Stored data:
────────────────────

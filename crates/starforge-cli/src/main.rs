//! `starforge`: batch-generate celestial-body sprite sheets.

use std::process::ExitCode;

use clap::Parser;
use starforge_cli::run_batch;
use starforge_config::{CliArgs, Config, default_config_dir};
use tracing::{error, info};

fn main() -> ExitCode {
    let args = CliArgs::parse();

    let config_dir = match args.config.clone().map_or_else(default_config_dir, Ok) {
        Ok(dir) => dir,
        Err(e) => {
            eprintln!("{e}");
            return ExitCode::FAILURE;
        }
    };

    let mut config = Config::load_or_create(&config_dir).unwrap_or_else(|e| {
        eprintln!("Failed to load config: {e}, using defaults");
        Config::default()
    });
    config.apply_cli_overrides(&args);

    let log_dir = config_dir.join("logs");
    starforge_log::init_logging(Some(&log_dir), cfg!(debug_assertions), Some(&config));

    match run_batch(&config, &args) {
        Ok(summary) => {
            info!(
                generated = summary.generated,
                cached = summary.cached,
                failed = summary.failed,
                rejected = summary.rejected,
                "batch complete"
            );
            ExitCode::SUCCESS
        }
        Err(e) => {
            error!(error = %e, "could not start workers");
            ExitCode::FAILURE
        }
    }
}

────────────────────

-- Exercise description --
The required answer is the complete data, repeated exactly.

-- Response below --
filename crates/starforge-cli/src/main.rs
//! `starforge`: batch-generate celestial-body sprite sheets.

use std::process::ExitCode;

use clap::Parser;
use starforge_cli::run_batch;
use starforge_config::{CliArgs, Config, default_config_dir};
use tracing::{error, info};

fn main() -> ExitCode {
    let args = CliArgs::parse();

    let config_dir = match args.config.clone().map_or_else(default_config_dir, Ok) {
        Ok(dir) => dir,
        Err(e) => {
            eprintln!("{e}");
            return ExitCode::FAILURE;
        }
    };

    let mut config = Config::load_or_create(&config_dir).unwrap_or_else(|e| {
        eprintln!("Failed to load config: {e}, using defaults");
        Config::default()
    });
    config.apply_cli_overrides(&args);

    let log_dir = config_dir.join("logs");
    starforge_log::init_logging(Some(&log_dir), cfg!(debug_assertions), Some(&config));

    match run_batch(&config, &args) {
        Ok(summary) => {
            info!(
                generated = summary.generated,
                cached = summary.cached,
                failed = summary.failed,
                rejected = summary.rejected,
                "batch complete"
            );
            ExitCode::SUCCESS
        }
        Err(e) => {
            error!(error = %e, "could not start workers");
            ExitCode::FAILURE
        }
    }
}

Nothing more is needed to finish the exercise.